(EXERCISE MATERIALS begins)
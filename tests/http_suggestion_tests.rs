//! HTTP-level tests for the AI suggestion lifecycle.

#![expect(
    clippy::expect_used,
    reason = "Test code uses expect for assertion clarity"
)]

mod common;

use axum::http::StatusCode;
use common::{
    DEFAULT_ADVICE, StubEngine, app, app_with_engine, create_task, register_and_login, request,
    task_id,
};
use serde_json::{Value, json};
use taskwise::task::ports::SuggestionError;

#[tokio::test(flavor = "multi_thread")]
async fn improve_returns_the_suggestion_and_parks_it_on_the_task() {
    let app = app();
    let token = register_and_login(&app, "alice@example.com").await;
    let task = create_task(
        &app,
        &token,
        json!({ "title": "Write tests", "description": "write tests" }),
    )
    .await;
    let id = task_id(&task);

    let (status, body) = request(
        &app,
        "POST",
        "/tasks/improve",
        Some(&token),
        Some(json!({ "taskId": id })),
    )
    .await;

    assert_eq!(status, StatusCode::OK);
    assert_eq!(
        body.get("aiSuggestion").and_then(Value::as_str),
        Some(DEFAULT_ADVICE)
    );

    let (_, tasks) = request(&app, "GET", "/tasks", Some(&token), None).await;
    let stored = tasks
        .as_array()
        .and_then(|list| list.first())
        .expect("task should remain");
    assert_eq!(
        stored.get("aiSuggestion").and_then(Value::as_str),
        Some(DEFAULT_ADVICE)
    );
    assert_eq!(
        stored.get("originalDescription").and_then(Value::as_str),
        Some("write tests")
    );
    // The live fields are untouched until the owner decides.
    assert_eq!(
        stored.get("description").and_then(Value::as_str),
        Some("write tests")
    );
}

#[tokio::test(flavor = "multi_thread")]
async fn accept_applies_the_suggestion_and_clears_the_ai_fields() {
    let app = app();
    let token = register_and_login(&app, "bob@example.com").await;
    let task = create_task(
        &app,
        &token,
        json!({ "title": "Write tests", "description": "write tests" }),
    )
    .await;
    let id = task_id(&task);

    request(
        &app,
        "POST",
        "/tasks/improve",
        Some(&token),
        Some(json!({ "taskId": id })),
    )
    .await;
    let (status, accepted) = request(
        &app,
        "POST",
        &format!("/tasks/{id}/accept-ai"),
        Some(&token),
        None,
    )
    .await;

    assert_eq!(status, StatusCode::OK);
    assert_eq!(
        accepted.get("description").and_then(Value::as_str),
        Some(DEFAULT_ADVICE)
    );
    assert_eq!(accepted.get("aiSuggestion"), Some(&Value::Null));
    assert_eq!(accepted.get("originalDescription"), Some(&Value::Null));
    assert_eq!(accepted.get("aiPrioritySuggestion"), Some(&Value::Null));
    assert_eq!(accepted.get("originalPriority"), Some(&Value::Null));
}

#[tokio::test(flavor = "multi_thread")]
async fn undo_restores_the_exact_pre_request_description() {
    let app = app();
    let token = register_and_login(&app, "carol@example.com").await;
    let task = create_task(
        &app,
        &token,
        json!({ "title": "Write tests", "description": "write tests" }),
    )
    .await;
    let id = task_id(&task);

    request(
        &app,
        "POST",
        "/tasks/improve",
        Some(&token),
        Some(json!({ "taskId": id })),
    )
    .await;
    let (status, restored) = request(
        &app,
        "POST",
        &format!("/tasks/{id}/undo-ai"),
        Some(&token),
        None,
    )
    .await;

    assert_eq!(status, StatusCode::OK);
    assert_eq!(
        restored.get("description").and_then(Value::as_str),
        Some("write tests")
    );
    assert_eq!(restored.get("priority").and_then(Value::as_str), Some("medium"));
    assert_eq!(restored.get("aiSuggestion"), Some(&Value::Null));
}

#[tokio::test(flavor = "multi_thread")]
async fn accept_and_undo_without_a_pending_suggestion_are_not_found() {
    let app = app();
    let token = register_and_login(&app, "dave@example.com").await;
    let task = create_task(&app, &token, json!({ "title": "Clean" })).await;
    let id = task_id(&task);

    let (accept, _) = request(
        &app,
        "POST",
        &format!("/tasks/{id}/accept-ai"),
        Some(&token),
        None,
    )
    .await;
    let (undo, _) = request(
        &app,
        "POST",
        &format!("/tasks/{id}/undo-ai"),
        Some(&token),
        None,
    )
    .await;

    assert_eq!(accept, StatusCode::NOT_FOUND);
    assert_eq!(undo, StatusCode::NOT_FOUND);
}

#[tokio::test(flavor = "multi_thread")]
async fn improve_for_an_unknown_task_is_not_found() {
    let app = app();
    let token = register_and_login(&app, "erin@example.com").await;

    let (status, _) = request(
        &app,
        "POST",
        "/tasks/improve",
        Some(&token),
        Some(json!({ "taskId": uuid::Uuid::new_v4().to_string() })),
    )
    .await;

    assert_eq!(status, StatusCode::NOT_FOUND);
}

#[tokio::test(flavor = "multi_thread")]
async fn improve_on_someone_elses_task_is_not_found() {
    let app = app();
    let alice = register_and_login(&app, "alice@example.com").await;
    let mallory = register_and_login(&app, "mallory@example.com").await;
    let task = create_task(&app, &alice, json!({ "title": "Private" })).await;
    let id = task_id(&task);

    let (status, _) = request(
        &app,
        "POST",
        "/tasks/improve",
        Some(&mallory),
        Some(json!({ "taskId": id })),
    )
    .await;

    assert_eq!(status, StatusCode::NOT_FOUND);
}

#[tokio::test(flavor = "multi_thread")]
async fn provider_rate_limiting_surfaces_as_429_and_mutates_nothing() {
    let app = app_with_engine(StubEngine::with_responses([Err(
        SuggestionError::RateLimited,
    )]));
    let token = register_and_login(&app, "frank@example.com").await;
    let task = create_task(
        &app,
        &token,
        json!({ "title": "Quota victim", "description": "unchanged" }),
    )
    .await;
    let id = task_id(&task);

    let (status, _) = request(
        &app,
        "POST",
        "/tasks/improve",
        Some(&token),
        Some(json!({ "taskId": id })),
    )
    .await;

    assert_eq!(status, StatusCode::TOO_MANY_REQUESTS);

    let (_, tasks) = request(&app, "GET", "/tasks", Some(&token), None).await;
    let stored = tasks
        .as_array()
        .and_then(|list| list.first())
        .expect("task should remain");
    assert_eq!(stored.get("aiSuggestion"), Some(&Value::Null));
    assert_eq!(
        stored.get("description").and_then(Value::as_str),
        Some("unchanged")
    );
}

#[tokio::test(flavor = "multi_thread")]
async fn generic_provider_failures_surface_as_500_and_mutate_nothing() {
    let app = app_with_engine(StubEngine::with_responses([Err(
        SuggestionError::Provider("upstream exploded".to_owned()),
    )]));
    let token = register_and_login(&app, "grace@example.com").await;
    let task = create_task(&app, &token, json!({ "title": "Unlucky" })).await;
    let id = task_id(&task);

    let (status, _) = request(
        &app,
        "POST",
        "/tasks/improve",
        Some(&token),
        Some(json!({ "taskId": id })),
    )
    .await;

    assert_eq!(status, StatusCode::INTERNAL_SERVER_ERROR);

    let (_, tasks) = request(&app, "GET", "/tasks", Some(&token), None).await;
    let stored = tasks
        .as_array()
        .and_then(|list| list.first())
        .expect("task should remain");
    assert_eq!(stored.get("aiSuggestion"), Some(&Value::Null));
}

#[tokio::test(flavor = "multi_thread")]
async fn rerequesting_replaces_the_pending_suggestion() {
    let app = app_with_engine(StubEngine::with_responses([
        Ok("First round of advice.".to_owned()),
        Ok("Second round of advice.".to_owned()),
    ]));
    let token = register_and_login(&app, "heidi@example.com").await;
    let task = create_task(
        &app,
        &token,
        json!({ "title": "Write tests", "description": "write tests" }),
    )
    .await;
    let id = task_id(&task);

    request(
        &app,
        "POST",
        "/tasks/improve",
        Some(&token),
        Some(json!({ "taskId": id })),
    )
    .await;
    let (status, body) = request(
        &app,
        "POST",
        "/tasks/improve",
        Some(&token),
        Some(json!({ "taskId": id })),
    )
    .await;

    assert_eq!(status, StatusCode::OK);
    assert_eq!(
        body.get("aiSuggestion").and_then(Value::as_str),
        Some("Second round of advice.")
    );

    let (_, tasks) = request(&app, "GET", "/tasks", Some(&token), None).await;
    let stored = tasks
        .as_array()
        .and_then(|list| list.first())
        .expect("task should remain");
    assert_eq!(
        stored.get("originalDescription").and_then(Value::as_str),
        Some("write tests")
    );
}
(EXERCISE MATERIALS ends)
TASK TO CARRY OUT: If a line of the data contains "StubEngine", copy it out.

REPLY TO THE TASK:
    DEFAULT_ADVICE, StubEngine, app, app_with_engine, create_task, register_and_login, request,
    let app = app_with_engine(StubEngine::with_responses([Err(
    let app = app_with_engine(StubEngine::with_responses([Err(
    let app = app_with_engine(StubEngine::with_responses([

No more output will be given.